On Fri, Nov 20, 2020 at 10:01:38PM +0900, SQP Admin wrote:
> We are currently running an Openwall Amazon AMI, running an incremental 
> session on a ZIP archive. We have chosen to go with a c5.24xlarge 
> infrastructure and using multiple CPU threads like so:
> john --session=XX --incremental=Alnum --fork=96 xxxx.hash
> We are in a situation where we expect getting a correct guess will take 
> some time and also have budget restrictions. We understand sessions can 
> be interrupted and resumed using the --restore=[sessionname] option. Here 
> are my questions:
> 1. Is the approach we've taken to take advantage of the 96 CPUs correct? 
> (--fork=96) - or is there a better way of leveraging that instance 
> performance?

The approach you've taken is probably optimal, but we need to know
whether your archive is of PKZIP (fast) or WinZip (slow) kind.  For
PKZIP, "--fork" is certainly the way to go.  For WinZip, OpenMP works
well enough and is more flexible (allows you to adjust thread count on
restore) and enables incremental mode to test passwords in a slightly
more optimal order.

More importantly, does "--incremental=Alnum" match what you somehow know
about the password?  Are you confident the password doesn't use
characters outside of this character set, and why?

The way incremental mode works, limiting the character set to Alnum (62
different characters) provides only a slight reduction in cracking time
(if the password fits this character set) than the default (letting JtR
use all 95 printable characters, but aware that most of those are rather
uncommon and are only commonly seen in certain combinations).  So you
need to be very confident the password fits this character set in order
to reasonably limit the attack like that.

> 2. We had to logout from our ssh session a couple of times and don't 
> know how to reconnect to our John session. We understand using 
> --status=[sessionname] prints a status of the relevant session, however 
> is there a way to reconnect to the session as when it was launched the 
> first time and when pressing any key would display the status?

There are two ways:

1. Interrupt the session e.g. with "killall john", then restore it
almost right away (giving JtR just a little time to fully shut down)
with "john --restore=XX".

2. Use one of the tools "screen" or "tmux", both of which are readily
available in the AMI.  You'd use them before you start the original
session, or before you restore it, so that you wouldn't have to do the
interrupt and restore thing again, but would simply re-attach to the
running session.

> 3. As we are not connected to the John session anymore, we are unable to 
> figure out how to interrupt it gracefully, as we would usually do using 
> "q" when connected to a live session. Could you please advise on how to 
> interrupt sessions after reconnecting to the instance's ssh?

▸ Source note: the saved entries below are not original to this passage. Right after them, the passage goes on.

//! Monetary granularity: every monetary field is a non-negative multiple of
//! one cent. Unit prices and quantities are excluded.

use rust_decimal::Decimal;

use super::RuleResult;
use crate::decimal::is_multiple_of_cent;
use crate::error::{ErrorCode, ValidationError};
use crate::types::Document;

fn check_field(field: &str, value: Decimal) -> RuleResult {
    if value.is_sign_negative() && !value.is_zero() {
        return Err(ValidationError::new(ErrorCode::NegativeAmount).param(field));
    }
    if !is_multiple_of_cent(value) {
        return Err(ValidationError::new(ErrorCode::InvalidMonetaryPrecision)
            .param(field)
            .param(value));
    }
    Ok(())
}

pub(super) fn check(doc: &Document) -> RuleResult {
    for item in &doc.items {
        let n = item.number;
        check_field(&format!("items[{n}].discount_amount"), item.discount_amount)?;
        check_field(&format!("items[{n}].taxed_sale"), item.taxed_sale)?;
        check_field(&format!("items[{n}].exempt_sale"), item.exempt_sale)?;
        check_field(&format!("items[{n}].non_subject_sale"), item.non_subject_sale)?;
        check_field(&format!("items[{n}].non_taxed"), item.non_taxed)?;
        check_field(&format!("items[{n}].vat_retention"), item.vat_retention)?;
    }

    let s = &doc.summary;
    let summary_fields = [
        ("summary.total_taxed", s.total_taxed),
        ("summary.total_exempt", s.total_exempt),
        ("summary.total_non_subject", s.total_non_subject),
        ("summary.subtotal_sales", s.subtotal_sales),
        ("summary.taxed_discount", s.taxed_discount),
        ("summary.exempt_discount", s.exempt_discount),
        ("summary.non_subject_discount", s.non_subject_discount),
        ("summary.total_discount", s.total_discount),
        ("summary.subtotal", s.subtotal),
        ("summary.operation_total", s.operation_total),
        ("summary.total_non_taxed", s.total_non_taxed),
        ("summary.vat_perception", s.vat_perception),
        ("summary.vat_retention", s.vat_retention),
        ("summary.income_retention", s.income_retention),
        ("summary.amount_to_pay", s.amount_to_pay),
    ];
    for (field, value) in summary_fields {
        check_field(field, value)?;
    }

    for tax in &s.taxes {
        check_field(&format!("summary.taxes[{}]", tax.code), tax.value)?;
    }
    for (i, payment) in s.payments.iter().enumerate() {
        check_field(&format!("summary.payments[{i}]"), payment.amount)?;
    }

    Ok(())
}

#[cfg(test)]
mod tests {
    use super::*;
    use crate::types::DocumentType;
    use crate::validation::fixtures::document;
    use rust_decimal_macros::dec;

    #[test]
    fn test_sub_cent_amount_rejected() {
        let mut doc = document(DocumentType::Invoice);
        assert!(check(&doc).is_ok());

        doc.summary.amount_to_pay = dec!(369.005);
        let err = check(&doc).unwrap_err();
        assert_eq!(err.code, ErrorCode::InvalidMonetaryPrecision);
        assert_eq!(err.params, vec!["summary.amount_to_pay", "369.005"]);
    }

    #[test]
    fn test_trailing_zeros_accepted() {
        let mut doc = document(DocumentType::Invoice);
        doc.summary.amount_to_pay = dec!(369.0000);
        assert!(check(&doc).is_ok());
    }

    #[test]
    fn test_negative_rejected() {
        let mut doc = document(DocumentType::Invoice);
        doc.items[2].exempt_sale = dec!(-30.00);
        let err = check(&doc).unwrap_err();
        assert_eq!(err.code, ErrorCode::NegativeAmount);
        assert_eq!(err.params, vec!["items[3].exempt_sale"]);
    }

    #[test]
    fn test_unit_price_may_carry_more_decimals() {
        let mut doc = document(DocumentType::Invoice);
        doc.items[0].unit_price = dec!(49.99999);
        doc.items[0].quantity = dec!(2.125);
        assert!(check(&doc).is_ok());
    }
}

The simplest way is "killall john".  This isn't the cleanest (it'd be
cleaner to send the signal only to the parent process and let it handle
the rest), but it's clean enough.  JtR intercepts the signal and makes a
final update of the .rec files before terminating.  Even if it didn't,
by default it updates those files every minute anyway.

> 4. We are on monthly budget and are looking into the possibility of 
> running our crack like so:
> - when budget is reached, interrupt the session, save .rec files locally 
> and terminate the instance.
> - when a new budget is approved, launch a new similar instance, move 
> back the .rec files to that instance and use the --restore command to 
> resume it.
> Is this approach correct? If this works, we would need to understand how 
> to interrupt a background session, as described in 3. Could you please 
> advise?

The approach is correct, but if your monthly budget is fixed and known
in advance then you could choose an instance type that fits the budget
without you needing to interrupt and restore - e.g., maybe c5.18xlarge
just fits the budget?  Of course, the largest instance is more optimal
in that it'd eventually crack the password sooner (even if merely sooner
within a particular month), but it sounds like using it would be more
work for you.

Most importantly, are you running this instance as spot?  You really
should be, and maybe c5.24xlarge will fit your budget then, without
having to interrupt it?

> Thank you very much for your time and support.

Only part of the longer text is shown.